*Dataset extract*
************

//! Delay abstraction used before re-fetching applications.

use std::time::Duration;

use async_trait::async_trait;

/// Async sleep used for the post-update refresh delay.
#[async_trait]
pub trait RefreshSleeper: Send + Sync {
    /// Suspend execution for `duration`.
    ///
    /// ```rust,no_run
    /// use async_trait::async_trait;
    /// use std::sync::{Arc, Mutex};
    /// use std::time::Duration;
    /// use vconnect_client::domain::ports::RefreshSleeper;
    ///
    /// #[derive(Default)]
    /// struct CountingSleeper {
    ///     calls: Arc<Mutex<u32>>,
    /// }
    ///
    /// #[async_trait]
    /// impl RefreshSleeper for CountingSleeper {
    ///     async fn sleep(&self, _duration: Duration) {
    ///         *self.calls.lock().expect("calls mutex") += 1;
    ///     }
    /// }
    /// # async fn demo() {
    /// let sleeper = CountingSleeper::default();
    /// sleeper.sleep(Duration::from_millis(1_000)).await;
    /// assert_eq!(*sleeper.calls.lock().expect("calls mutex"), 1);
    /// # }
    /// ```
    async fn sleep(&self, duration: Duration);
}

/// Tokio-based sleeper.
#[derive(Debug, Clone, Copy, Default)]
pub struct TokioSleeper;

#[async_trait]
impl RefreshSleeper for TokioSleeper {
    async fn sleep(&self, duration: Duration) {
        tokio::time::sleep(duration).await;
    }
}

************

*What to produce*
Only the lines with "derive" are needed; find them in the records and copy each one.

*Your response*
    /// #[derive(Default)]
#[derive(Debug, Clone, Copy, Default)]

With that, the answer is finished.